Content starts
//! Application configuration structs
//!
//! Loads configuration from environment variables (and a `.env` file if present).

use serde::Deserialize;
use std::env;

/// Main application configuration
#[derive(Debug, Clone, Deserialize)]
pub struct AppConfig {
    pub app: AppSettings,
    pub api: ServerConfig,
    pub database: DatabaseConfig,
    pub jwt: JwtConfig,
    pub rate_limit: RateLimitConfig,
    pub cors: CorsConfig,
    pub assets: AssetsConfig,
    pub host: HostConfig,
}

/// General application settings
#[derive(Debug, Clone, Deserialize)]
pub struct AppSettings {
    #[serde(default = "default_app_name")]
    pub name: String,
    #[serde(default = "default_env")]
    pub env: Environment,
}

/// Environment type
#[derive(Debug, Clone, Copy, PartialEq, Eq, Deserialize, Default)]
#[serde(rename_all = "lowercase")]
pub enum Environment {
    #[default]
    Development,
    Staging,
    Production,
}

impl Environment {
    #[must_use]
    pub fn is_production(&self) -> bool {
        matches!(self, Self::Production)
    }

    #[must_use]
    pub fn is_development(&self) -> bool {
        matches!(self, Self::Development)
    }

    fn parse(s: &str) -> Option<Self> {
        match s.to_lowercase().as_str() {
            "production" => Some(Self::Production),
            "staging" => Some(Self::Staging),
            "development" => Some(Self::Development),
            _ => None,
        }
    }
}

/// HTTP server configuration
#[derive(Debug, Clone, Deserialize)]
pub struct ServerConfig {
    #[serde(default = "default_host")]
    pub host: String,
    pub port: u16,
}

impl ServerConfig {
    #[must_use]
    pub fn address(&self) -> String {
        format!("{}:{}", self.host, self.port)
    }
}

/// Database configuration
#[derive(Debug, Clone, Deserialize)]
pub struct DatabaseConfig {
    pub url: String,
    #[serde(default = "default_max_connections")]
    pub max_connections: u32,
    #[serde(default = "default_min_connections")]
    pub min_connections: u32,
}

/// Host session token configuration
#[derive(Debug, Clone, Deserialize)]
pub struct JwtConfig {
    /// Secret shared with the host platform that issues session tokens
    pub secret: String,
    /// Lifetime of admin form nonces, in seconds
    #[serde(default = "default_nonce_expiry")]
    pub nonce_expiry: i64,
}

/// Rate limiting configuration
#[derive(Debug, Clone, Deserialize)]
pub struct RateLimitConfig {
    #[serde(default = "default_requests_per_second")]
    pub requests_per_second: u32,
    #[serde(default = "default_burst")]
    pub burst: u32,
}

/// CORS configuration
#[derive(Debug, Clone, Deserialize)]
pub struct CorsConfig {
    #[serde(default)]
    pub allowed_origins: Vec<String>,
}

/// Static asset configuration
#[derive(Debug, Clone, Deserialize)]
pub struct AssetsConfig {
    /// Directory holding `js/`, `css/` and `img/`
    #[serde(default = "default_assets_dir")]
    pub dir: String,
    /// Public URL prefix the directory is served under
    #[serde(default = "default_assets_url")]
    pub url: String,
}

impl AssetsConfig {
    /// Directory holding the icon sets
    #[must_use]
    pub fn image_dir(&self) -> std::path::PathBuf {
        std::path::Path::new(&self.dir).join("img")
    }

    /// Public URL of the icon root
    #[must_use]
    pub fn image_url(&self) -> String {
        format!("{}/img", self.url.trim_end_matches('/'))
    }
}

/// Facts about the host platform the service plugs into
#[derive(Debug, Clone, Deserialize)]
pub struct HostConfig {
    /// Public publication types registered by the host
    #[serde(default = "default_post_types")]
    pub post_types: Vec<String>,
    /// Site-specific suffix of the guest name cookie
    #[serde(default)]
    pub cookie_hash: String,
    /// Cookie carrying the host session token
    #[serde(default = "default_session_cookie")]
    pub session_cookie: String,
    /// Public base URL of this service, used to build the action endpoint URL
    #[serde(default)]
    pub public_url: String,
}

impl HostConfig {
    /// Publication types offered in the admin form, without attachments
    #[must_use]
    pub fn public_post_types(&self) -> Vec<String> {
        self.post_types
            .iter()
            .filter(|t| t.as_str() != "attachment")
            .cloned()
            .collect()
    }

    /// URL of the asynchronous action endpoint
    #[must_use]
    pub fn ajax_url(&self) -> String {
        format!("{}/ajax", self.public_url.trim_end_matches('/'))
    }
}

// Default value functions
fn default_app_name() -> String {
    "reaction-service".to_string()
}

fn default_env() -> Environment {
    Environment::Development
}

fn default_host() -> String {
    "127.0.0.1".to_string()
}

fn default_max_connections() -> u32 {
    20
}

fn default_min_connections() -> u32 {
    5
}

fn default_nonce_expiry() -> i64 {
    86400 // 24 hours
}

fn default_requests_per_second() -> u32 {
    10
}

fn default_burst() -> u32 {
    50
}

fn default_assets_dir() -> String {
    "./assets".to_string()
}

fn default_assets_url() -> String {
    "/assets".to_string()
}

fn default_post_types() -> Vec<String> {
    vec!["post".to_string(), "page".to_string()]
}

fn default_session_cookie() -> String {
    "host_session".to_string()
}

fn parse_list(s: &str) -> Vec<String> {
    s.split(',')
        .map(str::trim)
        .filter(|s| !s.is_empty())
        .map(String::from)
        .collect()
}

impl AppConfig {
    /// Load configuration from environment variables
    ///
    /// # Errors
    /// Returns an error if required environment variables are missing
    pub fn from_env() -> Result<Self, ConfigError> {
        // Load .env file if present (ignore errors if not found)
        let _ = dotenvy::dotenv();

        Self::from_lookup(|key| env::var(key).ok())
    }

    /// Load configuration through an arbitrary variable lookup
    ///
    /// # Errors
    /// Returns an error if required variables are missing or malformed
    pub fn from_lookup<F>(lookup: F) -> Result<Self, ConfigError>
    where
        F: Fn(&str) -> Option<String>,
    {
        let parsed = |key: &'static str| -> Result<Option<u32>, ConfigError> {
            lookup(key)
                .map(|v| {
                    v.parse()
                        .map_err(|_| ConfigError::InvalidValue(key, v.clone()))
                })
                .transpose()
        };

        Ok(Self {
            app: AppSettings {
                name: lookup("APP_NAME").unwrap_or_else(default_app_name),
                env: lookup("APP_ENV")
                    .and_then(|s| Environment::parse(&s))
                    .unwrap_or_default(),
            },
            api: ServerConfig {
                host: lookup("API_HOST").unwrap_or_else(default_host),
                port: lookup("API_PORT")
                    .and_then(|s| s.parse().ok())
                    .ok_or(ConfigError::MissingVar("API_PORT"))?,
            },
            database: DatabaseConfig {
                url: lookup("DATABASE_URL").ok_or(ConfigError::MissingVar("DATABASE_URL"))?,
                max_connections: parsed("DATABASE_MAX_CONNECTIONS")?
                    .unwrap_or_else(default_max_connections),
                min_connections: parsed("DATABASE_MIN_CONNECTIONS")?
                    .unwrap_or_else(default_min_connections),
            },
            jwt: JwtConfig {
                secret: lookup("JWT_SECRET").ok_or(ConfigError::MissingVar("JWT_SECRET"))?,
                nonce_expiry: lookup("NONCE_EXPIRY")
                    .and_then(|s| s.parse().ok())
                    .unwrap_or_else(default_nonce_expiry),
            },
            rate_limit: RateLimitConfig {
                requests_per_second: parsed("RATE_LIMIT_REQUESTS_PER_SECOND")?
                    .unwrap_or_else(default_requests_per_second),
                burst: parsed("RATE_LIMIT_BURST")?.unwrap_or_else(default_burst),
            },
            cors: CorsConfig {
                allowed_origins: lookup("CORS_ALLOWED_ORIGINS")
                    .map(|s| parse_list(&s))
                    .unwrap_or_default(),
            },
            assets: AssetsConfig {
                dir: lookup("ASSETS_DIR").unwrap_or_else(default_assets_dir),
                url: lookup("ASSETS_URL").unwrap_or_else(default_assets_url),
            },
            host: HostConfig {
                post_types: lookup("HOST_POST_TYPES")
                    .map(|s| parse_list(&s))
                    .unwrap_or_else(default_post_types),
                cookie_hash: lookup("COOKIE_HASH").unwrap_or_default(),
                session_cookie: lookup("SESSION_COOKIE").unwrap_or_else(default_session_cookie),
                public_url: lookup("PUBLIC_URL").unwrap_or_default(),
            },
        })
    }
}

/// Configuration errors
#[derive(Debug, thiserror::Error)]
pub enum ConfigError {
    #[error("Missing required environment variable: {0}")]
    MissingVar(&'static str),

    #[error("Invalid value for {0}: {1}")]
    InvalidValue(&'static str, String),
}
Content ends
Content starts
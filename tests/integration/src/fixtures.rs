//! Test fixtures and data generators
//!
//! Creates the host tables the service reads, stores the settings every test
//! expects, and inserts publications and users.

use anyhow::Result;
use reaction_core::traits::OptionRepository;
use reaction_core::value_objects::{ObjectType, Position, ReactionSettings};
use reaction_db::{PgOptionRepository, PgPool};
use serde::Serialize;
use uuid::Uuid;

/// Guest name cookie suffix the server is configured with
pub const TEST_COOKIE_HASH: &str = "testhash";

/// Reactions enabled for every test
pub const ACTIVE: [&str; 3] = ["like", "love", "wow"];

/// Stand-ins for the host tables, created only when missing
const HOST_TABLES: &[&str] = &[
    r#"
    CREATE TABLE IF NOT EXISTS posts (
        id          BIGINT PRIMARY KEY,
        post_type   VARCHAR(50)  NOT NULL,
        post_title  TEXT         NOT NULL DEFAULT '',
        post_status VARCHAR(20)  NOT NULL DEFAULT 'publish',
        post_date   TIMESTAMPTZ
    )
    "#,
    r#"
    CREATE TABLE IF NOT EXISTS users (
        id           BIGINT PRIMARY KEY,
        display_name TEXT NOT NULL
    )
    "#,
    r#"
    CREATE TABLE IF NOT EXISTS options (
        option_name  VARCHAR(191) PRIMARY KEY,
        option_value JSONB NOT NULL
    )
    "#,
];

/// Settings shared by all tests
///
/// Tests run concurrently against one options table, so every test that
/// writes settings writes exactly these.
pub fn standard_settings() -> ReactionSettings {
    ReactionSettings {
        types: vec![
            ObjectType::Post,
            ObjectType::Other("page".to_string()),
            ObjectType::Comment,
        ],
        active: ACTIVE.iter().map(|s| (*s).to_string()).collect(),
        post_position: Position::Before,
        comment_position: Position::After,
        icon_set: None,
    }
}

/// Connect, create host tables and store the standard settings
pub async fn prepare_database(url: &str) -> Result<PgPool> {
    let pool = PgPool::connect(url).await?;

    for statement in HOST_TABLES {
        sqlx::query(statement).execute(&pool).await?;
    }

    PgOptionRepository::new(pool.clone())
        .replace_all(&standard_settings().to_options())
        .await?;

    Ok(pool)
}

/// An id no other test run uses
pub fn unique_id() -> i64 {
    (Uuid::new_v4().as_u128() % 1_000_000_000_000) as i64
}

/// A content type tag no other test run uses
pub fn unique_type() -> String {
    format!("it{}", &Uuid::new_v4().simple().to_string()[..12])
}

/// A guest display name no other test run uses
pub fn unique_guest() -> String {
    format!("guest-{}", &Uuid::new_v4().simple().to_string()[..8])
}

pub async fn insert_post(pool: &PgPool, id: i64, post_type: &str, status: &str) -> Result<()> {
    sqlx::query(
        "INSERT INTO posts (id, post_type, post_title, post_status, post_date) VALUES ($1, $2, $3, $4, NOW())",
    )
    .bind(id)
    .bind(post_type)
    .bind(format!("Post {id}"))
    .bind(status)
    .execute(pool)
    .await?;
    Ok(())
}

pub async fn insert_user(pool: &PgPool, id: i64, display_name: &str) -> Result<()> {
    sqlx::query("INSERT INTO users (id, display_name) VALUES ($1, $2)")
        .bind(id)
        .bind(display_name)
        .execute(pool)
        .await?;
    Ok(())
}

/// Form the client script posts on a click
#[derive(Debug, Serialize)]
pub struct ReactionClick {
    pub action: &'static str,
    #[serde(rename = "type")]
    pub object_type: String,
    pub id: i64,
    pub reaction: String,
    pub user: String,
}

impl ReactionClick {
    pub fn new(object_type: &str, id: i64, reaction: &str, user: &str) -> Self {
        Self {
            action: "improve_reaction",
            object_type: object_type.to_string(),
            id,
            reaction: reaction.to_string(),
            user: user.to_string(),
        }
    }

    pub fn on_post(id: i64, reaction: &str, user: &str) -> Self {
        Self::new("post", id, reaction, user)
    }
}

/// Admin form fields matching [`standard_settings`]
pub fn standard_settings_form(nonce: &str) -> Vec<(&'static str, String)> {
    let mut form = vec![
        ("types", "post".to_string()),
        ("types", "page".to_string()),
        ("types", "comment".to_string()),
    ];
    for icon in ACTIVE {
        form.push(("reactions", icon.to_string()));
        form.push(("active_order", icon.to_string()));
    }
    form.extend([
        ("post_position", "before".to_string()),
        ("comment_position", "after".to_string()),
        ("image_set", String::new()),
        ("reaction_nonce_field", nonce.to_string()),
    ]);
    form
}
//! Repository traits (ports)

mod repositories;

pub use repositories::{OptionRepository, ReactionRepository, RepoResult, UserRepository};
Content ends
Content starts
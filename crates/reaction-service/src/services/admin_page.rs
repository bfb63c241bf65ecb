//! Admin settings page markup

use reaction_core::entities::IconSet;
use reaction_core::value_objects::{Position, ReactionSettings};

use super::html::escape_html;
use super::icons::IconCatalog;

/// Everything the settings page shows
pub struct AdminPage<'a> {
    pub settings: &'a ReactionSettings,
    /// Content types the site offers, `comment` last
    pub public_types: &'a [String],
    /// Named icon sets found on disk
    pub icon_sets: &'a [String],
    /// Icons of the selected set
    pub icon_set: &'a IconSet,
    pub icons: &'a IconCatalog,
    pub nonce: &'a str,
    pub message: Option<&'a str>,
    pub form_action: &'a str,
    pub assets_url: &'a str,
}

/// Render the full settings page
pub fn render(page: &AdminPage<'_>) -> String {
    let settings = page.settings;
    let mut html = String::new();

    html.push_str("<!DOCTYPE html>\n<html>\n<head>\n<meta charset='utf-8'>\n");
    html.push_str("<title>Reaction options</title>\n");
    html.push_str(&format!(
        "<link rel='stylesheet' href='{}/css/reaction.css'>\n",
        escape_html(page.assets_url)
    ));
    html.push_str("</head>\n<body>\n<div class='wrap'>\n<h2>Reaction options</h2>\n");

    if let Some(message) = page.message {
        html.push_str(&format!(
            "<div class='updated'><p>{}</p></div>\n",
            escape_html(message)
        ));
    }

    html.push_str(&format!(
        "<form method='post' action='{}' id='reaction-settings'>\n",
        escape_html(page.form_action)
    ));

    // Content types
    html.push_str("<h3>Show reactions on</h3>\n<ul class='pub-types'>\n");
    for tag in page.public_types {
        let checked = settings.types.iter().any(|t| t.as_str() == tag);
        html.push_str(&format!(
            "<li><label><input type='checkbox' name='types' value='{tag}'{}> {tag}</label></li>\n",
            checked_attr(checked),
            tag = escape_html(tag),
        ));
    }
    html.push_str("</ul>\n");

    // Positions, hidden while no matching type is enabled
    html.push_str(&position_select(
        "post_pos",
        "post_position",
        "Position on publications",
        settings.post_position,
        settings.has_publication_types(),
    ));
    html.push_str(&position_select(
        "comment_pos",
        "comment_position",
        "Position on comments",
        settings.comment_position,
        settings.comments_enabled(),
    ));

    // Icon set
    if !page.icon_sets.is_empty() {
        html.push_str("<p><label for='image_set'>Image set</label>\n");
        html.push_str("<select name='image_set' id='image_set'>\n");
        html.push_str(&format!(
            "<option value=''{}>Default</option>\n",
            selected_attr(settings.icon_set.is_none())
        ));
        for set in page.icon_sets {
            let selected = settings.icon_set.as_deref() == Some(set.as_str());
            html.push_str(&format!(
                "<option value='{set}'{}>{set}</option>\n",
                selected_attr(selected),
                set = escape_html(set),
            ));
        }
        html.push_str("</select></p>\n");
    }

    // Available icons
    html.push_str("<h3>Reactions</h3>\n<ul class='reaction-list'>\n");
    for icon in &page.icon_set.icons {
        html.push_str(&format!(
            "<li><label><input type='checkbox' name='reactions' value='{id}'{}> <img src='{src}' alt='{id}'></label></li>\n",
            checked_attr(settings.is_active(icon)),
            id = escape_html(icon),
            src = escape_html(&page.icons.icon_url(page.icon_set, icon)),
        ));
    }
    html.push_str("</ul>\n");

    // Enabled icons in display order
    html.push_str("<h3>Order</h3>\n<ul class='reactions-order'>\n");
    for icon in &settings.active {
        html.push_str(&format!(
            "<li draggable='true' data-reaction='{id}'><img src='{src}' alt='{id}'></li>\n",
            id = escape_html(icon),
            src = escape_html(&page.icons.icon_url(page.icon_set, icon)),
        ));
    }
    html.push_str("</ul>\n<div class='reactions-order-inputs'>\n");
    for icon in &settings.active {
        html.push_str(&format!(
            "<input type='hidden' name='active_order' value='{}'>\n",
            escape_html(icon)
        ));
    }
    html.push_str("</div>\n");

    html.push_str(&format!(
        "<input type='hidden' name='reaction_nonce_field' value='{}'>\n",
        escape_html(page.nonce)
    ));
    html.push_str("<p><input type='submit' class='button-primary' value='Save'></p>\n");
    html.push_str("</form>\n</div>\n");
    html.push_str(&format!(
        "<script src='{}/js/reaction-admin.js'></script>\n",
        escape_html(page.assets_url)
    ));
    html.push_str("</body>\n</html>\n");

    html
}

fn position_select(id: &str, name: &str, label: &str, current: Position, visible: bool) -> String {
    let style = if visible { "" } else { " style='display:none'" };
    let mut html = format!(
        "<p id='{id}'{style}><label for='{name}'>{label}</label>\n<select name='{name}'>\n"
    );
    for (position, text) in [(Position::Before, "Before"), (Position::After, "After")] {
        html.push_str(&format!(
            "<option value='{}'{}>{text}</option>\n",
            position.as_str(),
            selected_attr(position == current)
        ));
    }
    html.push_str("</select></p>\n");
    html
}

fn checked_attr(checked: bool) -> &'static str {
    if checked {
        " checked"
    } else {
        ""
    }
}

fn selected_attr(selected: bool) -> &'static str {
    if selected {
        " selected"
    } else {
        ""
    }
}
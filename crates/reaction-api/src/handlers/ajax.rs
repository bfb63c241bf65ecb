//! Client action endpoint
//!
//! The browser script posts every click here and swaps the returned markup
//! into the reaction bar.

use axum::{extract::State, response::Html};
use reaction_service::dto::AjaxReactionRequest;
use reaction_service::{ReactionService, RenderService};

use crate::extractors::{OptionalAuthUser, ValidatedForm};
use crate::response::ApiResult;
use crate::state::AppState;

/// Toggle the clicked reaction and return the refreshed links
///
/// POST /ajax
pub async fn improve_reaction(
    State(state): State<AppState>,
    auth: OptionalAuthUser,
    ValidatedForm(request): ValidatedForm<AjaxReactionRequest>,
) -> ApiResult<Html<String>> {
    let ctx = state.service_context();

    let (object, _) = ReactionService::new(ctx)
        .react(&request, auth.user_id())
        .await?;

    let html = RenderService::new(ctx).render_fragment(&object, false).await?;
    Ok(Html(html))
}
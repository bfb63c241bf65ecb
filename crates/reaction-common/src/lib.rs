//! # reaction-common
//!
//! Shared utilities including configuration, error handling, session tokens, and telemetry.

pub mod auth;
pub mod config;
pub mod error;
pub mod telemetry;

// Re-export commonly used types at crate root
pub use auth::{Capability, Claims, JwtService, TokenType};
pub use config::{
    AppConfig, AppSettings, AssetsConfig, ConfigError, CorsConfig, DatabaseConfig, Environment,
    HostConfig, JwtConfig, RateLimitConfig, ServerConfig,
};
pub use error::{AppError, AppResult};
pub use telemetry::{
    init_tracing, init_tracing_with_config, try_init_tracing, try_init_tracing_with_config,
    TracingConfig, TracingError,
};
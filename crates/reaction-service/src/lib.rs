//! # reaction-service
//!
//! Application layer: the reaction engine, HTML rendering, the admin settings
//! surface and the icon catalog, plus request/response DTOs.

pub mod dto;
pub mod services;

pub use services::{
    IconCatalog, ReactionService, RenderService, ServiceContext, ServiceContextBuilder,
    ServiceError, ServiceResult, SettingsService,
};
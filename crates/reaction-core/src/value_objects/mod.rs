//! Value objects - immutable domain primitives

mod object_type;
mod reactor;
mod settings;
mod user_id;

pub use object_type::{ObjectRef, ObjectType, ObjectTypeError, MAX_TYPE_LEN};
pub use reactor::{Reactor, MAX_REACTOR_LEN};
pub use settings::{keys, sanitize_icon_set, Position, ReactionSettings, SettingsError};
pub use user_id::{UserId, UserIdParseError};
Content ends
Copy all the lines from the data above that hold the word "ApiResult".

→ **FINISHED EXERCISE**
use crate::response::ApiResult;
) -> ApiResult<Html<String>> {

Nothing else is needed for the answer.